Pick up at the line with "pub fn new(predictor: Predictor)". Write it out exactly, along with each later line through the end of the data, and nothing more.

_Material for the task_
◇ ◇ ◇

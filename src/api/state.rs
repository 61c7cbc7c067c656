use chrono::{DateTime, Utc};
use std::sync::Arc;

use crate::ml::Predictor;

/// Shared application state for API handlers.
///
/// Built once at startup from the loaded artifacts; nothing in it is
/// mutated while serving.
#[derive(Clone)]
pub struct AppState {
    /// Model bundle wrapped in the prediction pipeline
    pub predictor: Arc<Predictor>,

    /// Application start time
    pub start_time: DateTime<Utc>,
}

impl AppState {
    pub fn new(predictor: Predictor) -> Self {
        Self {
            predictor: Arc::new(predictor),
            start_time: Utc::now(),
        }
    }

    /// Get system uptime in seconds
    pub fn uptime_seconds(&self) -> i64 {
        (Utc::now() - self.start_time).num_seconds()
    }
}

◇ ◇ ◇

_Answer_
    pub fn new(predictor: Predictor) -> Self {
        Self {
            predictor: Arc::new(predictor),
            start_time: Utc::now(),
        }
    }

    /// Get system uptime in seconds
    pub fn uptime_seconds(&self) -> i64 {
        (Utc::now() - self.start_time).num_seconds()
    }
}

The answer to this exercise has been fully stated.